Is it more efficient to capture many constraints in one constraint?
An answer to this question on the Scientific Computing Stack Exchange.
Question
I have a number of variables that need to be set to 0. They are positive real numbers so the way I see it I can do this by setting each one to 0 by separate constraints, or I can set their sum to zero. Would that help with the efficiency? Im working on some big problems so I would like the the lowest solving time possible.
Answer
I'd recommend setting each variable to 0, rather than trying to do something clever.
This is for two reasons:
You might be too clever and make a mistake. For instance, setting each variable to zero is a different problem than setting the sum of a set of variables to be zero (since this constraint still holds if some of the variables take negative values and others positive values). So, even here, the example you suggest in your question would give the wrong answer. You can waste a lot of time tracking down an error like that.

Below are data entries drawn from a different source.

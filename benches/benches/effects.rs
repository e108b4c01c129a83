//! Benchmark suite for the effect engine and palette mapping
//!
//! Run with: cargo bench --manifest-path benches/Cargo.toml
//!
//! For flamegraph profiling:
//! cargo bench --manifest-path benches/Cargo.toml -- --profile-time=5

use criterion::{BenchmarkId, Criterion, Throughput, criterion_group, criterion_main};
use gbcam_benches::{Pattern, generate_test_grid};
use gbcam_types::effect::{Effect, apply_effect, apply_effects};
use gbcam_types::grid::PIXEL_COUNT;
use gbcam_types::registry::PaletteRegistry;
use std::hint::black_box;

/// Benchmark each effect over every synthetic pattern
fn bench_effects(c: &mut Criterion) {
	let mut group = c.benchmark_group("effect");
	group.throughput(Throughput::Elements(PIXEL_COUNT as u64));

	for effect in Effect::ALL {
		for pattern in Pattern::ALL {
			let grid = generate_test_grid(pattern);
			group.bench_with_input(
				BenchmarkId::new(effect.name(), pattern.label()),
				&grid,
				|b, grid| {
					b.iter(|| black_box(effect.apply(black_box(grid))));
				},
			);
		}
	}

	group.finish();
}

/// Benchmark name dispatch, including the identity fallback
fn bench_dispatch(c: &mut Criterion) {
	let mut group = c.benchmark_group("dispatch");
	let grid = generate_test_grid(Pattern::Noise(1));

	for name in ["invert", "zoom", "unknown-token"] {
		group.bench_with_input(BenchmarkId::from_parameter(name), &grid, |b, grid| {
			b.iter(|| black_box(apply_effect(black_box(grid), black_box(name))));
		});
	}

	group.bench_function("chain", |b| {
		let chain = ["zoom", "mirror-ltr", "invert", "tile"];
		b.iter(|| black_box(apply_effects(black_box(&grid), chain)));
	});

	group.finish();
}

/// Benchmark palette mapping to RGBA
fn bench_palette(c: &mut Criterion) {
	let mut group = c.benchmark_group("palette");
	group.throughput(Throughput::Elements(PIXEL_COUNT as u64));

	let registry = PaletteRegistry::builtin();
	let grid = generate_test_grid(Pattern::Noise(2));

	for (id, palette) in registry.iter() {
		group.bench_with_input(BenchmarkId::new("map", id), palette, |b, palette| {
			b.iter(|| black_box(grid.apply_palette(black_box(palette))));
		});
	}

	group.bench_function("lookup_and_map", |b| {
		b.iter(|| black_box(registry.apply_palette(black_box(grid.as_slice()), "dmg")));
	});

	group.finish();
}

criterion_group!(benches, bench_effects, bench_dispatch, bench_palette);
criterion_main!(benches);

Simple constraints are easier to process than more complex constraints. You're mentally modeling the cost as "two constraints are much more expensive than one complex constraint". But an alternative cost model is: "many simple constraints are still less expensive than one complex constraint". Without knowing details about the solver, it's hard to judge between these; however, I suspect the latter model is closer to the truth. Parsing a statement like
a+b+c=0requires building something like a parse tree, which is expensive. However, it's likely that a solver would add a couple of lines of code to optimize for the special case where, e.g.,a=0. Thus, this operation would be relatively much less expensive.